--- Dataset Enclosed Below ---
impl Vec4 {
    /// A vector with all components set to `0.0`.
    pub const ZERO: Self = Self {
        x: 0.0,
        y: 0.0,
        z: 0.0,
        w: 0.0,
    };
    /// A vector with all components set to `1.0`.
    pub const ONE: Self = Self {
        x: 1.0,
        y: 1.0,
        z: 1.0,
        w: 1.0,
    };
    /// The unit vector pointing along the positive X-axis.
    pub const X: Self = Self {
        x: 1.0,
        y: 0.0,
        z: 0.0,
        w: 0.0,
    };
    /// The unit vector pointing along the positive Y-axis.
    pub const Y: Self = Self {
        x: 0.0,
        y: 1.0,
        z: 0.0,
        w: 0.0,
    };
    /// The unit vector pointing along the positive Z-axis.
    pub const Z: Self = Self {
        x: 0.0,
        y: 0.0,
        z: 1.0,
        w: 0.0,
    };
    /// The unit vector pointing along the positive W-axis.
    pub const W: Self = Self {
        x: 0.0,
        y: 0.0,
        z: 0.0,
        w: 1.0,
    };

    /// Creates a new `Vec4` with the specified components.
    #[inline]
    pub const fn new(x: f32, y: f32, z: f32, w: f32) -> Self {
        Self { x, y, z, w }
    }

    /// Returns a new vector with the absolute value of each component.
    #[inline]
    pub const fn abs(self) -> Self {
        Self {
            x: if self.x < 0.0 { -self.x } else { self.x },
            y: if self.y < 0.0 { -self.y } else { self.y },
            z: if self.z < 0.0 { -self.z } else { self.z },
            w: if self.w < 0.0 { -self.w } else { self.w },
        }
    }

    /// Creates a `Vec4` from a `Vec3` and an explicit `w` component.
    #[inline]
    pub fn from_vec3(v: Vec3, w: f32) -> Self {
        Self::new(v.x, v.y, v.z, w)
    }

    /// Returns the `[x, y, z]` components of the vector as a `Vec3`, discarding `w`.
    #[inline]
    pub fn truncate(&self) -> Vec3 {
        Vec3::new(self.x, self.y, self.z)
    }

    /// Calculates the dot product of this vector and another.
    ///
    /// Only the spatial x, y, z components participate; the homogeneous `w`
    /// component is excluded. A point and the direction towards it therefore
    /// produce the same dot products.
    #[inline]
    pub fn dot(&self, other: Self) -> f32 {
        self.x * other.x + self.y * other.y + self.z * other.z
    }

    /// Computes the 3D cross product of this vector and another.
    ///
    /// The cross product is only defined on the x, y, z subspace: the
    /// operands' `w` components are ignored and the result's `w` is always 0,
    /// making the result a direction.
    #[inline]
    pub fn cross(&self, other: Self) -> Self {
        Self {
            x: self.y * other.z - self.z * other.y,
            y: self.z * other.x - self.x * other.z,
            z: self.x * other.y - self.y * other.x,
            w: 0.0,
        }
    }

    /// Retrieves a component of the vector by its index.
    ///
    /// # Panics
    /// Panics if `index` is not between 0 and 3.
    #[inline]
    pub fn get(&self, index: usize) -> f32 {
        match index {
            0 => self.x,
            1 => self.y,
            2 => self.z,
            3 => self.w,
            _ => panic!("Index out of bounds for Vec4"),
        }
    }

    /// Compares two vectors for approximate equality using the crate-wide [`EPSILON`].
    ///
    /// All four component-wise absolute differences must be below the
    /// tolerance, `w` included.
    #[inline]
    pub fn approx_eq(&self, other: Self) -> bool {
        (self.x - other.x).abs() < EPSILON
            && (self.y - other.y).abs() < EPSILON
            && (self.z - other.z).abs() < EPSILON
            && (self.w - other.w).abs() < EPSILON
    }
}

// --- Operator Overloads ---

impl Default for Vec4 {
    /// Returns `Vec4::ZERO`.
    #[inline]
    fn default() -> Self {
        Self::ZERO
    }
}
--- End of Enclosed Dataset ---
* _Exercise goal_: Return the listing above verbatim.

* _Solution to this task_:
impl Vec4 {
    /// A vector with all components set to `0.0`.
    pub const ZERO: Self = Self {
        x: 0.0,
        y: 0.0,
        z: 0.0,
        w: 0.0,
    };
    /// A vector with all components set to `1.0`.
    pub const ONE: Self = Self {
        x: 1.0,
        y: 1.0,
        z: 1.0,
        w: 1.0,
    };
    /// The unit vector pointing along the positive X-axis.
    pub const X: Self = Self {
        x: 1.0,
        y: 0.0,
        z: 0.0,
        w: 0.0,
    };
    /// The unit vector pointing along the positive Y-axis.
    pub const Y: Self = Self {
        x: 0.0,
        y: 1.0,
        z: 0.0,
        w: 0.0,
    };
    /// The unit vector pointing along the positive Z-axis.
    pub const Z: Self = Self {
        x: 0.0,
        y: 0.0,
        z: 1.0,
        w: 0.0,
    };
    /// The unit vector pointing along the positive W-axis.
    pub const W: Self = Self {
        x: 0.0,
        y: 0.0,
        z: 0.0,
        w: 1.0,
    };

    /// Creates a new `Vec4` with the specified components.
    #[inline]
    pub const fn new(x: f32, y: f32, z: f32, w: f32) -> Self {
        Self { x, y, z, w }
    }

    /// Returns a new vector with the absolute value of each component.
    #[inline]
    pub const fn abs(self) -> Self {
        Self {
            x: if self.x < 0.0 { -self.x } else { self.x },
            y: if self.y < 0.0 { -self.y } else { self.y },
            z: if self.z < 0.0 { -self.z } else { self.z },
            w: if self.w < 0.0 { -self.w } else { self.w },
        }
    }

    /// Creates a `Vec4` from a `Vec3` and an explicit `w` component.
    #[inline]
    pub fn from_vec3(v: Vec3, w: f32) -> Self {
        Self::new(v.x, v.y, v.z, w)
    }

    /// Returns the `[x, y, z]` components of the vector as a `Vec3`, discarding `w`.
    #[inline]
    pub fn truncate(&self) -> Vec3 {
        Vec3::new(self.x, self.y, self.z)
    }

    /// Calculates the dot product of this vector and another.
    ///
    /// Only the spatial x, y, z components participate; the homogeneous `w`
    /// component is excluded. A point and the direction towards it therefore
    /// produce the same dot products.
    #[inline]
    pub fn dot(&self, other: Self) -> f32 {
        self.x * other.x + self.y * other.y + self.z * other.z
    }

    /// Computes the 3D cross product of this vector and another.
    ///
    /// The cross product is only defined on the x, y, z subspace: the
    /// operands' `w` components are ignored and the result's `w` is always 0,
    /// making the result a direction.
    #[inline]
    pub fn cross(&self, other: Self) -> Self {
        Self {
            x: self.y * other.z - self.z * other.y,
            y: self.z * other.x - self.x * other.z,
            z: self.x * other.y - self.y * other.x,
            w: 0.0,
        }
    }

    /// Retrieves a component of the vector by its index.
    ///
    /// # Panics
    /// Panics if `index` is not between 0 and 3.
    #[inline]
    pub fn get(&self, index: usize) -> f32 {
        match index {
            0 => self.x,
            1 => self.y,
            2 => self.z,
            3 => self.w,
            _ => panic!("Index out of bounds for Vec4"),
        }
    }

    /// Compares two vectors for approximate equality using the crate-wide [`EPSILON`].
    ///
    /// All four component-wise absolute differences must be below the
    /// tolerance, `w` included.
    #[inline]
    pub fn approx_eq(&self, other: Self) -> bool {
        (self.x - other.x).abs() < EPSILON
            && (self.y - other.y).abs() < EPSILON
            && (self.z - other.z).abs() < EPSILON
            && (self.w - other.w).abs() < EPSILON
    }
}

// --- Operator Overloads ---

impl Default for Vec4 {
    /// Returns `Vec4::ZERO`.
    #[inline]
    fn default() -> Self {
        Self::ZERO
    }
}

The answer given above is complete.